Assignment => Up to and including the line with "use crate::middleware::ErrorResponse;", copy the records below exactly from their first line.

[Data for the task — start]

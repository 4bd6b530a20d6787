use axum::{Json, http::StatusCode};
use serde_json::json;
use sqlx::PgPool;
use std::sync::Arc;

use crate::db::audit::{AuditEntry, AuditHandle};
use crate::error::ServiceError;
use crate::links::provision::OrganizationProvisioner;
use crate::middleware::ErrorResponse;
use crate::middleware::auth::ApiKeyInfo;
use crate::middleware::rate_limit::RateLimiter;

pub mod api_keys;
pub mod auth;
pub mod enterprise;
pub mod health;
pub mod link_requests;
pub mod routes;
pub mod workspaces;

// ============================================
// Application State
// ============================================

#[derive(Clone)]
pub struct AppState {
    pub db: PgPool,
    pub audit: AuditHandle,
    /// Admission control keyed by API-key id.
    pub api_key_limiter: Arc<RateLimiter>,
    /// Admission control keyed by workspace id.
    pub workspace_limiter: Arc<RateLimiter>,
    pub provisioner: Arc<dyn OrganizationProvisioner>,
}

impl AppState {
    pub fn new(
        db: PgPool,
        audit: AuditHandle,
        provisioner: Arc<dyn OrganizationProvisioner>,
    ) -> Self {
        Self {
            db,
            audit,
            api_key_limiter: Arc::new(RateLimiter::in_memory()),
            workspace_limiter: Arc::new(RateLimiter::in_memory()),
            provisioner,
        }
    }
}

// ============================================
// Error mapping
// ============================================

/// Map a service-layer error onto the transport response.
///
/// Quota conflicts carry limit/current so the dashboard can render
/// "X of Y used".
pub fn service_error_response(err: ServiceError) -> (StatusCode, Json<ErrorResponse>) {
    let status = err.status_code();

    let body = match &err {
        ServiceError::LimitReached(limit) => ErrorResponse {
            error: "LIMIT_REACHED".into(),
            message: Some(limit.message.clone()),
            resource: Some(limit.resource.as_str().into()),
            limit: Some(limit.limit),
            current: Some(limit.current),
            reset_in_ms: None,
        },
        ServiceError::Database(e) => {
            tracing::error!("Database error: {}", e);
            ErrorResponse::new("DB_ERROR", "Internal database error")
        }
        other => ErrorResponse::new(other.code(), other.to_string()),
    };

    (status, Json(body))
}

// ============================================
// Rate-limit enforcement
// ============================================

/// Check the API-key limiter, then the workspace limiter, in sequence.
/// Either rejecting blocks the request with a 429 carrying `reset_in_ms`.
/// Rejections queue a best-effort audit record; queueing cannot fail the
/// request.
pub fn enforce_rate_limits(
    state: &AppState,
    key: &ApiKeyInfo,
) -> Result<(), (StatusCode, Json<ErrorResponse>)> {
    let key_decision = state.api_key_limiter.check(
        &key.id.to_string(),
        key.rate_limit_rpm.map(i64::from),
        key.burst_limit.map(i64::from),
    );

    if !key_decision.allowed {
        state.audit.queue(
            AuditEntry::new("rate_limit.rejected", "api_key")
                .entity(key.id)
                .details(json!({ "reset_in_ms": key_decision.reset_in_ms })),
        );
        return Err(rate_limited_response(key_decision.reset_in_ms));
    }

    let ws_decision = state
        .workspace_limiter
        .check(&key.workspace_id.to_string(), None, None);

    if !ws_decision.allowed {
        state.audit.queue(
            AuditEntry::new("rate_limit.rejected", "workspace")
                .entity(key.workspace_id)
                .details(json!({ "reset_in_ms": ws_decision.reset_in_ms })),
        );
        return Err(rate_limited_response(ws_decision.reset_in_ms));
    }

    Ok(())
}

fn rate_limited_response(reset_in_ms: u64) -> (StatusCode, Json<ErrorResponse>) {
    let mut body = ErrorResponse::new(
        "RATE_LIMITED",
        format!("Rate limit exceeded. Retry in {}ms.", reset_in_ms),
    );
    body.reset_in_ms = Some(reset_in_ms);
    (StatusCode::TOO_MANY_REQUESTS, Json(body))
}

[Data for the task — finish]

Answer box =>
repository 4bd6b530a20d6787
use axum::{Json, http::StatusCode};
use serde_json::json;
use sqlx::PgPool;
use std::sync::Arc;

use crate::db::audit::{AuditEntry, AuditHandle};
use crate::error::ServiceError;
use crate::links::provision::OrganizationProvisioner;
use crate::middleware::ErrorResponse;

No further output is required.